• AIM OF THE TASK: In the records below, find each line that holds "SocketAddr" and return it.

- Opening Delimiter -

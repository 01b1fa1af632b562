//! The request admission pipeline.
//!
//! Each inbound request is resolved to at most one rule, checked against the
//! sliding-window store, and either streamed to the upstream or rejected
//! with a structured 429. Every outcome is published to the event broker.
//!
//! When the store cannot decide (connectivity loss, timeout) the gateway
//! fails open: the request is admitted and the event carries empty limit
//! fields. Clients never see a 500 caused by a degraded limiter.

use crate::error::{GatewayError, Result};
use crate::events::{Event, EventBroker};
use crate::rate_limit::{Decision, Limiter, SlidingWindowStore};
use crate::rules::{IdentifyBy, Matcher, Rule};
use arc_swap::ArcSwap;
use axum::{
    body::Body,
    extract::{ConnectInfo, Path, Request, State},
    http::{HeaderMap, HeaderValue, Response, StatusCode},
    response::IntoResponse,
    Json,
};
use chrono::Utc;
use serde_json::json;
use std::net::SocketAddr;
use std::sync::Arc;
use std::time::{Duration, Instant};
use tracing::{debug, info, warn};

/// Configuration for the proxy pipeline
#[derive(Debug, Clone)]
pub struct ProxyConfig {
    /// Upstream base URL the incoming path suffix is appended to
    pub upstream_url: String,
    /// Trust X-Forwarded-For for client identification
    pub trust_forwarded_for: bool,
    /// Deadline for a single store call
    pub store_timeout: Duration,
    /// Total deadline for an upstream exchange
    pub upstream_timeout: Duration,
    /// Deadline for establishing the upstream connection
    pub upstream_connect_timeout: Duration,
}

/// Shared state for the proxy handler
#[derive(Clone)]
pub struct ProxyState {
    matcher: Arc<ArcSwap<Matcher>>,
    limiter: Arc<Limiter>,
    store: Arc<dyn SlidingWindowStore>,
    client: reqwest::Client,
    upstream_url: String,
    trust_forwarded_for: bool,
    store_timeout: Duration,
    broker: Option<EventBroker>,
}

impl ProxyState {
    /// Create proxy state targeting the configured upstream.
    pub fn new(
        config: ProxyConfig,
        matcher: Matcher,
        limiter: Limiter,
        store: Arc<dyn SlidingWindowStore>,
    ) -> Result<Self> {
        if !config.upstream_url.starts_with("http://")
            && !config.upstream_url.starts_with("https://")
        {
            return Err(GatewayError::Config(format!(
                "upstream URL must start with http:// or https://, got: {}",
                config.upstream_url
            )));
        }

        let client = reqwest::Client::builder()
            .timeout(config.upstream_timeout)
            .connect_timeout(config.upstream_connect_timeout)
            .build()
            .map_err(|e| GatewayError::Internal(format!("failed to create HTTP client: {}", e)))?;

        Ok(Self {
            matcher: Arc::new(ArcSwap::from_pointee(matcher)),
            limiter: Arc::new(limiter),
            store,
            client,
            upstream_url: config.upstream_url.trim_end_matches('/').to_string(),
            trust_forwarded_for: config.trust_forwarded_for,
            store_timeout: config.store_timeout,
            broker: None,
        })
    }

    /// Attach an event broker that receives one event per request outcome.
    pub fn with_event_broker(mut self, broker: EventBroker) -> Self {
        self.broker = Some(broker);
        self
    }

    /// Atomically replace the active rule set.
    ///
    /// In-flight requests keep the snapshot they loaded at entry; requests
    /// that start after the swap see the new set. Called by the rule
    /// management collaborator after every successful mutation.
    pub fn set_matcher(&self, matcher: Matcher) {
        let count = matcher.len();
        self.matcher.store(Arc::new(matcher));
        info!(rules = count, "rules: reloaded active rule set");
    }

    fn publish(&self, event: Event) {
        if let Some(broker) = &self.broker {
            broker.publish(event);
        }
    }
}

/// Proxy handler: derive identity, match a rule, consult the limiter,
/// forward or reject, and emit the outcome event.
pub async fn proxy_handler(
    State(state): State<ProxyState>,
    connect_info: Option<ConnectInfo<SocketAddr>>,
    Path(suffix): Path<String>,
    req: Request,
) -> Response<Body> {
    let started = Instant::now();
    let method = req.method().as_str().to_uppercase();
    let path = format!("/{}", suffix);
    let query = req.uri().query().map(str::to_string);

    let remote_addr = connect_info.map(|ConnectInfo(addr)| addr);
    let client_id = client_identity(req.headers(), remote_addr, state.trust_forwarded_for);

    debug!(method = %method, path = %path, client_id = %client_id, "incoming request");

    // One snapshot per request; a concurrent set_matcher does not affect us.
    let matcher = state.matcher.load_full();
    let matched = matcher.match_request(&method, &path);

    let (rule, check) = match matched {
        Some(m) => {
            let identity = rule_identity(&m.rule, req.headers(), &client_id);
            let key = format!("rule:{}:{}", m.rule.name, identity);
            let check = tokio::time::timeout(
                state.store_timeout,
                state
                    .store
                    .check_sliding_window(&key, m.rule.limit, m.rule.window()),
            )
            .await;
            (Some(m.rule), check)
        }
        None => {
            let check =
                tokio::time::timeout(state.store_timeout, state.limiter.allow(&client_id)).await;
            (None, check)
        }
    };

    let decision = match check {
        Ok(Ok(decision)) => Some(decision),
        Ok(Err(err)) => {
            warn!(error = %err, "rate limit store unavailable, failing open");
            None
        }
        Err(_) => {
            warn!("rate limit store call timed out, failing open");
            None
        }
    };

    let rule_name = rule.as_ref().map(|r| r.name.clone()).unwrap_or_default();

    match decision {
        // Store could not decide: admit the request, report empty limits.
        None => match forward(&state, req, &path, query.as_deref()).await {
            Ok(response) => {
                state.publish(Event {
                    timestamp: Utc::now(),
                    client_id,
                    method,
                    path,
                    allowed: true,
                    rule_name,
                    limit: 0,
                    remaining: 0,
                    status: response.status().as_u16(),
                    response_ms: started.elapsed().as_millis() as i64,
                });
                response
            }
            Err(err) => bad_gateway(err, None, &rule_name),
        },
        Some(decision) if !decision.allowed => {
            state.publish(Event {
                timestamp: Utc::now(),
                client_id: client_id.clone(),
                method,
                path,
                allowed: false,
                rule_name: rule_name.clone(),
                limit: decision.limit,
                remaining: decision.remaining,
                status: StatusCode::TOO_MANY_REQUESTS.as_u16(),
                response_ms: 0,
            });
            warn!(client_id = %client_id, rule = %rule_name, "rate limit exceeded");
            rate_limited_response(&decision, &rule_name)
        }
        Some(decision) => match forward(&state, req, &path, query.as_deref()).await {
            Ok(mut response) => {
                apply_rate_limit_headers(response.headers_mut(), &decision, &rule_name);
                state.publish(Event {
                    timestamp: Utc::now(),
                    client_id,
                    method,
                    path,
                    allowed: true,
                    rule_name,
                    limit: decision.limit,
                    remaining: decision.remaining,
                    status: response.status().as_u16(),
                    response_ms: started.elapsed().as_millis() as i64,
                });
                response
            }
            // The forward failure is a transport concern; the admission
            // decision does not produce a second event here.
            Err(err) => bad_gateway(err, Some(&decision), &rule_name),
        },
    }
}

/// Stream the request to the upstream and the response back, without
/// buffering either body.
async fn forward(
    state: &ProxyState,
    req: Request,
    path: &str,
    query: Option<&str>,
) -> Result<Response<Body>> {
    let mut url = format!("{}{}", state.upstream_url, path);
    if let Some(q) = query {
        url.push('?');
        url.push_str(q);
    }

    let (parts, body) = req.into_parts();

    let mut upstream_req = state
        .client
        .request(parts.method, url.as_str())
        .body(reqwest::Body::wrap_stream(body.into_data_stream()));

    for (name, value) in parts.headers.iter() {
        if !skip_forwarding(name.as_str()) {
            upstream_req = upstream_req.header(name, value);
        }
    }

    let upstream_res = upstream_req.send().await.map_err(|e| {
        if e.is_timeout() {
            GatewayError::Timeout(format!("upstream request timed out: {}", e))
        } else {
            GatewayError::Upstream(format!("upstream request failed: {}", e))
        }
    })?;

    let mut builder = Response::builder().status(upstream_res.status());
    for (name, value) in upstream_res.headers().iter() {
        if !is_hop_by_hop_header(name.as_str()) {
            builder = builder.header(name, value);
        }
    }

    builder
        .body(Body::from_stream(upstream_res.bytes_stream()))
        .map_err(|e| GatewayError::Internal(format!("failed to build response: {}", e)))
}

/// Derive the client identity for rate limiting.
///
/// X-Forwarded-For is only honoured under explicit configuration, and only
/// its leftmost non-empty token is used; operators behind chained proxies
/// are expected to normalise upstream.
fn client_identity(
    headers: &HeaderMap,
    remote_addr: Option<SocketAddr>,
    trust_forwarded_for: bool,
) -> String {
    if trust_forwarded_for {
        if let Some(xff) = headers
            .get("x-forwarded-for")
            .and_then(|v| v.to_str().ok())
        {
            if let Some(first) = xff.split(',').map(str::trim).find(|t| !t.is_empty()) {
                return first.to_string();
            }
        }
    }

    if let Some(addr) = remote_addr {
        return addr.ip().to_string();
    }

    "unknown".to_string()
}

/// Resolve the rate limit identity for a matched rule, falling back to the
/// derived client identity when the configured header is absent or empty.
fn rule_identity(rule: &Rule, headers: &HeaderMap, client_id: &str) -> String {
    if rule.identify_by == IdentifyBy::Header {
        if let Some(value) = headers
            .get(rule.header_name.as_str())
            .and_then(|v| v.to_str().ok())
        {
            let trimmed = value.trim();
            if !trimmed.is_empty() {
                return trimmed.to_string();
            }
        }
    }

    client_id.to_string()
}

fn apply_rate_limit_headers(headers: &mut HeaderMap, decision: &Decision, rule_name: &str) {
    if let Ok(v) = HeaderValue::from_str(&decision.limit.to_string()) {
        headers.insert("X-RateLimit-Limit", v);
    }
    if let Ok(v) = HeaderValue::from_str(&decision.remaining.to_string()) {
        headers.insert("X-RateLimit-Remaining", v);
    }
    if let Ok(v) = HeaderValue::from_str(&decision.reset_at.timestamp().to_string()) {
        headers.insert("X-RateLimit-Reset", v);
    }
    if !rule_name.is_empty() {
        if let Ok(v) = HeaderValue::from_str(rule_name) {
            headers.insert("X-RateLimit-Rule", v);
        }
    }
}

fn rate_limited_response(decision: &Decision, rule_name: &str) -> Response<Body> {
    let mut body = json!({
        "error": "rate limit exceeded",
        "limit": decision.limit,
        "remaining": decision.remaining,
        "reset_at": decision.reset_at,
    });
    if !rule_name.is_empty() {
        body["rule"] = json!(rule_name);
    }

    let mut response = (StatusCode::TOO_MANY_REQUESTS, Json(body)).into_response();
    apply_rate_limit_headers(response.headers_mut(), decision, rule_name);
    response
}

fn bad_gateway(err: GatewayError, decision: Option<&Decision>, rule_name: &str) -> Response<Body> {
    warn!(error = %err, "upstream exchange failed");

    let mut response =
        (StatusCode::BAD_GATEWAY, Json(json!({ "error": "bad gateway" }))).into_response();
    if let Some(decision) = decision {
        apply_rate_limit_headers(response.headers_mut(), decision, rule_name);
    }
    response
}

/// Hop-by-hop headers are connection-scoped and must not cross the proxy.
fn is_hop_by_hop_header(name: &str) -> bool {
    matches!(
        name.to_lowercase().as_str(),
        "connection"
            | "keep-alive"
            | "proxy-authenticate"
            | "proxy-authorization"
            | "te"
            | "trailers"
            | "transfer-encoding"
            | "upgrade"
    )
}

/// Headers stripped from the upstream request: hop-by-hop headers plus the
/// ones the client rewrites for the new connection (host, content-length for
/// the streamed body).
fn skip_forwarding(name: &str) -> bool {
    if is_hop_by_hop_header(name) {
        return true;
    }
    matches!(name.to_lowercase().as_str(), "host" | "content-length")
}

- Closing Delimiter -

• OUTPUT OF THE TASK:
use std::net::SocketAddr;
    connect_info: Option<ConnectInfo<SocketAddr>>,
    remote_addr: Option<SocketAddr>,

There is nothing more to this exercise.